1 Bradykinin, adenosine triphosphate (ATP) and acetylcholine each relaxed histamine-contracted strips of pig aorta in a dose-dependent manner. These relaxations were abolished when the endothelium was removed. 2 Relaxation induced by ATP was mimicked by adenosine diphosphate (ADP) but adenosine monophosphate (AMP) and adenosine were about 120 times less potent. 3 Relaxation induced by acetylcholine was antagonized by atropine in a competitive manner, and carbachol induced the same degree of relaxation as acetylcholine, but was about 10 times less potent. 4 The calcium ionophore, A23187, also induced a dose-dependent relaxation of pig aortic strips provided the endothelium was present, suggesting that a rise in the level of ionized calcium within the endothelial cells is one means by which vascular smooth muscle relaxation can be triggered. 5 Bradykinin, ATP, ADP, AMP, adenosine and A23187 each induced a dose-dependent increase in ⁸⁶Rb efflux from preloaded pig aortic endothelial cells.

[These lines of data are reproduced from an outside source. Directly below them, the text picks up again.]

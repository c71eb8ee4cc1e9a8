//! Nutrition analysis over a snapshot of meal records
//!
//! Pure aggregation: no I/O, no clock, no failure modes. Values that are not
//! real measurements (see [`measured`]) are left out of both sums and means,
//! while the record itself still counts as a meal.

use crate::models::{measured, MealCategory, MealRecord};
use crate::window::DAYS_PER_WEEK;
use serde::{Deserialize, Serialize};
use std::collections::BTreeSet;

/// Carbohydrate, protein and fat figures in grams
#[derive(Debug, Clone, Copy, Default, PartialEq, Serialize, Deserialize)]
pub struct MacroNutrients {
    pub carbohydrates: f64,
    pub protein: f64,
    pub fat: f64,
}

/// Meal counts per category; every category is always present
#[derive(Debug, Clone, Copy, Default, PartialEq, Eq, Serialize, Deserialize)]
pub struct MealDistribution {
    pub breakfast: usize,
    pub lunch: usize,
    pub dinner: usize,
    pub snack: usize,
    pub other: usize,
}

impl MealDistribution {
    pub fn count(&self, category: MealCategory) -> usize {
        match category {
            MealCategory::Breakfast => self.breakfast,
            MealCategory::Lunch => self.lunch,
            MealCategory::Dinner => self.dinner,
            MealCategory::Snack => self.snack,
            MealCategory::Other => self.other,
        }
    }

    fn increment(&mut self, category: MealCategory) {
        let slot = match category {
            MealCategory::Breakfast => &mut self.breakfast,
            MealCategory::Lunch => &mut self.lunch,
            MealCategory::Dinner => &mut self.dinner,
            MealCategory::Snack => &mut self.snack,
            MealCategory::Other => &mut self.other,
        };
        *slot += 1;
    }

    /// Counts in canonical category order
    pub fn iter(&self) -> impl Iterator<Item = (MealCategory, usize)> + '_ {
        MealCategory::ALL.into_iter().map(|c| (c, self.count(c)))
    }

    /// Number of meals with a recognized category
    pub fn total(&self) -> usize {
        self.iter().map(|(_, n)| n).sum()
    }

    /// Breakfasts, lunches and dinners
    pub fn main_meals(&self) -> usize {
        self.iter()
            .filter(|(c, _)| c.is_main_meal())
            .map(|(_, n)| n)
            .sum()
    }
}

/// Aggregate statistics for one reporting period
#[derive(Debug, Clone, Default, PartialEq, Serialize, Deserialize)]
pub struct NutritionSummary {
    /// Number of records, including those without usable numbers
    pub total_meals: usize,
    /// Mean calories per meal that had a calorie estimate
    pub avg_calories: u64,
    /// Per-meal means, one decimal place
    pub avg_nutrients: MacroNutrients,
    /// Period totals, one decimal place
    pub total_nutrients: MacroNutrients,
    pub meal_distribution: MealDistribution,
    /// Calorie total spread over a 7-day week
    pub daily_avg_calories: u64,
}

#[derive(Debug, Default)]
struct Tally {
    sum: f64,
    count: usize,
}

impl Tally {
    fn add(&mut self, value: Option<f64>) {
        if let Some(v) = measured(value) {
            self.sum += v;
            self.count += 1;
        }
    }

    fn mean(&self) -> f64 {
        if self.count == 0 {
            0.0
        } else {
            self.sum / self.count as f64
        }
    }
}

fn round1(value: f64) -> f64 {
    (value * 10.0).round() / 10.0
}

fn round_whole(value: f64) -> u64 {
    value.round() as u64
}

/// Summarize a sequence of meal records.
///
/// Never fails: empty input yields an all-zero summary. Unrecognized
/// categories are left out of the distribution. Rounding is applied only to
/// the final figures.
pub fn summarize(records: &[MealRecord]) -> NutritionSummary {
    let mut calories = Tally::default();
    let mut carbohydrates = Tally::default();
    let mut protein = Tally::default();
    let mut fat = Tally::default();
    let mut distribution = MealDistribution::default();

    for record in records {
        calories.add(record.calories);
        carbohydrates.add(record.nutrients.carbohydrates);
        protein.add(record.nutrients.protein);
        fat.add(record.nutrients.fat);

        if let Some(category) = record.meal_category() {
            distribution.increment(category);
        }
    }

    NutritionSummary {
        total_meals: records.len(),
        avg_calories: round_whole(calories.mean()),
        avg_nutrients: MacroNutrients {
            carbohydrates: round1(carbohydrates.mean()),
            protein: round1(protein.mean()),
            fat: round1(fat.mean()),
        },
        total_nutrients: MacroNutrients {
            carbohydrates: round1(carbohydrates.sum),
            protein: round1(protein.sum),
            fat: round1(fat.sum),
        },
        meal_distribution: distribution,
        daily_avg_calories: if calories.count == 0 {
            0
        } else {
            round_whole(calories.sum / DAYS_PER_WEEK)
        },
    }
}

/// Number of distinct calendar days, in each record's own offset
pub fn recorded_days(records: &[MealRecord]) -> usize {
    records
        .iter()
        .map(|r| r.timestamp.date_naive())
        .collect::<BTreeSet<_>>()
        .len()
}
//! Report service - builds reports from the record store

use crate::error::ApiError;
use crate::state::AppState;
use chrono::{DateTime, Datelike, FixedOffset, NaiveDate, Utc};
use meal_report_shared::types::{PreviewRequest, SummaryResponse};
use meal_report_shared::{
    recorded_days, summarize, MealRecord, Report, ReportPeriod, ReportRenderer, ReportWindow,
};
use tracing::info;

/// Report service
pub struct ReportService;

impl ReportService {
    /// Current time in the configured offset
    pub fn now(state: &AppState) -> DateTime<FixedOffset> {
        Utc::now().with_timezone(&state.offset)
    }

    /// Weekly report for the Monday-Sunday week before the one containing `date`
    pub async fn weekly_report(
        state: &AppState,
        date: Option<NaiveDate>,
    ) -> Result<Report, ApiError> {
        let window = match date {
            Some(date) => ReportWindow::previous_week_of(date, state.offset)?,
            None => ReportWindow::previous_week(Self::now(state))?,
        };
        Self::build(state, ReportPeriod::Weekly, &window).await
    }

    /// Monthly report; missing fields default to the current month
    pub async fn monthly_report(
        state: &AppState,
        year: Option<i32>,
        month: Option<u32>,
    ) -> Result<Report, ApiError> {
        let now = Self::now(state);
        let window = ReportWindow::month(
            year.unwrap_or_else(|| now.year()),
            month.unwrap_or_else(|| now.month()),
            state.offset,
        )?;
        Self::build(state, ReportPeriod::Monthly, &window).await
    }

    /// Raw nutrition summary over whole days `start..=end`
    pub async fn summary(
        state: &AppState,
        start: NaiveDate,
        end: NaiveDate,
    ) -> Result<SummaryResponse, ApiError> {
        let window = ReportWindow::from_dates(start, end, state.offset)?;
        let records = Self::records_in(state, &window).await?;

        Ok(SummaryResponse {
            window,
            recorded_days: recorded_days(&records),
            summary: summarize(&records),
        })
    }

    /// Render caller-supplied records without touching the record store
    pub fn preview(state: &AppState, request: PreviewRequest) -> Result<Report, ApiError> {
        let window = ReportWindow::new(request.window.start, request.window.end)?;
        let records: Vec<MealRecord> = request
            .records
            .into_iter()
            .filter(|record| window.contains(&record.timestamp))
            .collect();

        let report = match request.targets {
            Some(targets) => {
                ReportRenderer::new(targets.validated()?)
                    .render(request.period, &request.identity, &records, &window)
            }
            None => state
                .renderer()
                .render(request.period, &request.identity, &records, &window),
        };

        info!(
            period = %request.period,
            records = records.len(),
            "Rendered preview report"
        );
        Ok(report)
    }

    async fn build(
        state: &AppState,
        period: ReportPeriod,
        window: &ReportWindow,
    ) -> Result<Report, ApiError> {
        let records = Self::records_in(state, window).await?;
        let report = state
            .renderer()
            .render(period, &state.config().report.user_name, &records, window);

        info!(
            period = %period,
            start = %window.start_date(),
            end = %window.end_date(),
            records = records.len(),
            sections = report.sections.len(),
            "Generated report"
        );
        Ok(report)
    }

    async fn records_in(
        state: &AppState,
        window: &ReportWindow,
    ) -> Result<Vec<MealRecord>, ApiError> {
        state
            .records()
            .find_in_window(&state.config().report.user_id, window)
            .await
            .map_err(|e| ApiError::RecordSource(format!("{:#}", e)))
    }
}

The dose-response curves for stimulation of ⁸⁶Rb efflux and for endothelium-dependent relaxation were similar for each individual compound. ADP was equipotent with ATP, but AMP and adenosine were about 120 times less potent. 6 Neither acetylcholine nor carbachol, in concentrations that induce endothelium-dependent relaxation, had any effect on ⁸⁶Rb efflux from isolated aortic endothelial cells. 7 Lanthanum, which blocks calcium influx, abolished the increases in ⁸⁶Rb efflux induced by bradykinin and ATP, and the calcium ionophore A23187 was the most effective stimulant of ⁸⁶Rb efflux, suggesting that the potassium transport induced by these agents is calcium-activated. 8 It is concluded that endothelial responses to bradykinin and ATP can be assessed by monitoring ⁸⁶Rb efflux, which probably reflects a calcium-activated efflux of potassium associated with the endothelium-dependent vascular relaxation induced by these agents. This pathway is apparently not involved in endothelial responses to acetylcholine.